El sobrino de Dios
El sobrino de Dios Purito se desplomó en el suelo, con las manos en la cabeza. —¡Basta! —gritó con todas sus fuerzas—. ¡No soy quien creen! ¡No puedo hacer milagros, ni bendecir, ni curar!
El silencio que siguió fue aún más ensordecedor que los gritos de la multitud. La gente lo miraba con incredulidad, y luego comenzaron los murmullos, los cuchicheos.
—¿Es una farsa? —dijo alguien.
—¿Nos ha mentido? —agregó otro.
Purito se levantó, tambaleándose, y salió corriendo de la plaza, dejando atrás las miradas acusadoras y las expectativas rotas. Cuando llegó a casa, se encerró en su habitación, agotado, sintiendo que había perdido todo: el respeto del pueblo, la fe en sí mismo, y cualquier atisbo de identidad que pudiera haber tenido.
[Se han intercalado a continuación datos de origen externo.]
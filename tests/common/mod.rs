//! Shared integration-test store: the embedded store with switches for
//! failing awards and for pausing a session activation mid-write.

#![allow(dead_code)]

use std::sync::Arc;

use async_trait::async_trait;
use bounty_board::store::BountyStore;
use bounty_board::{
    Award, AwardRole, Bounty, BountyError, BountyStatus, Confirmation, Result, SessionId,
    SessionMembership, SqliteStore, User,
};
use chrono::{DateTime, Utc};
use parking_lot::Mutex;
use tokio::sync::Notify;
use uuid::Uuid;

/// Holds the next `activate_session` after it is entered, until released.
#[derive(Clone, Default)]
pub struct Gate {
    pub entered: Arc<Notify>,
    pub release: Arc<Notify>,
}

pub struct HookedStore {
    pub inner: Arc<SqliteStore>,
    pub fail_reporter_awards: Mutex<bool>,
    pub activation_gate: Mutex<Option<Gate>>,
}

impl HookedStore {
    pub fn new(inner: Arc<SqliteStore>) -> Self {
        Self {
            inner,
            fail_reporter_awards: Mutex::new(false),
            activation_gate: Mutex::new(None),
        }
    }

    pub fn gate_next_activation(&self) -> Gate {
        let gate = Gate::default();
        *self.activation_gate.lock() = Some(gate.clone());
        gate
    }
}

#[async_trait]
impl BountyStore for HookedStore {
    async fn upsert_user(&self, user: &User) -> Result<()> {
        self.inner.upsert_user(user).await
    }
    async fn get_user(&self, id: Uuid) -> Result<Option<User>> {
        self.inner.get_user(id).await
    }
    async fn insert_bounty(&self, bounty: &Bounty) -> Result<()> {
        self.inner.insert_bounty(bounty).await
    }
    async fn get_bounty(&self, id: Uuid) -> Result<Option<Bounty>> {
        self.inner.get_bounty(id).await
    }
    async fn list_bounties(&self, status: Option<BountyStatus>) -> Result<Vec<Bounty>> {
        self.inner.list_bounties(status).await
    }
    async fn transition_status(
        &self,
        id: Uuid,
        from: BountyStatus,
        to: BountyStatus,
    ) -> Result<bool> {
        self.inner.transition_status(id, from, to).await
    }
    async fn insert_claim(&self, confirmation: &Confirmation) -> Result<bool> {
        self.inner.insert_claim(confirmation).await
    }
    async fn get_confirmation(&self, id: Uuid) -> Result<Option<Confirmation>> {
        self.inner.get_confirmation(id).await
    }
    async fn list_confirmations(&self, bounty_id: Uuid) -> Result<Vec<Confirmation>> {
        self.inner.list_confirmations(bounty_id).await
    }
    async fn approve_claim(&self, confirmation_id: Uuid, bounty_id: Uuid) -> Result<bool> {
        self.inner.approve_claim(confirmation_id, bounty_id).await
    }
    async fn reject_claim(
        &self,
        confirmation_id: Uuid,
        bounty_id: Uuid,
    ) -> Result<Option<BountyStatus>> {
        self.inner.reject_claim(confirmation_id, bounty_id).await
    }
    async fn increment_reputation(&self, user_id: Uuid, delta: i64) -> Result<i64> {
        self.inner.increment_reputation(user_id, delta).await
    }
    async fn apply_award(&self, award: &Award) -> Result<bool> {
        if award.role == AwardRole::Reporter && *self.fail_reporter_awards.lock() {
            return Err(BountyError::UpstreamFailure("ledger offline".to_string()));
        }
        self.inner.apply_award(award).await
    }
    async fn list_awards(&self, confirmation_id: Uuid) -> Result<Vec<Award>> {
        self.inner.list_awards(confirmation_id).await
    }
    async fn unsettled_confirmations(&self) -> Result<Vec<Uuid>> {
        self.inner.unsettled_confirmations().await
    }
    async fn activate_session(
        &self,
        user_id: Uuid,
        session_id: &SessionId,
        at: DateTime<Utc>,
    ) -> Result<()> {
        let gate = self.activation_gate.lock().take();
        if let Some(gate) = gate {
            gate.entered.notify_one();
            gate.release.notified().await;
        }
        self.inner.activate_session(user_id, session_id, at).await
    }
    async fn deactivate_session(
        &self,
        user_id: Uuid,
        session_id: &SessionId,
        at: DateTime<Utc>,
    ) -> Result<bool> {
        self.inner.deactivate_session(user_id, session_id, at).await
    }
    async fn active_session(&self, user_id: Uuid) -> Result<Option<SessionMembership>> {
        self.inner.active_session(user_id).await
    }
    async fn active_members(&self, session_id: &SessionId) -> Result<Vec<Uuid>> {
        self.inner.active_members(session_id).await
    }
}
El silencio de aquella noche era una carga pesada. Purito estaba solo en su habitación, con las manos apretando sus sienes y las rodillas dobladas contra el pecho. Todo lo que había ocurrido en la procesión se repetía en su cabeza como una pesadilla interminable: las súplicas del hombre, los ojos esperanzados del pueblo, su grito al cielo... y la ausencia de respuesta.
“Un fraude”, pensó. “Eso es lo que soy”.
Su madre golpeó suavemente la puerta. —Purito, ¿puedo pasar?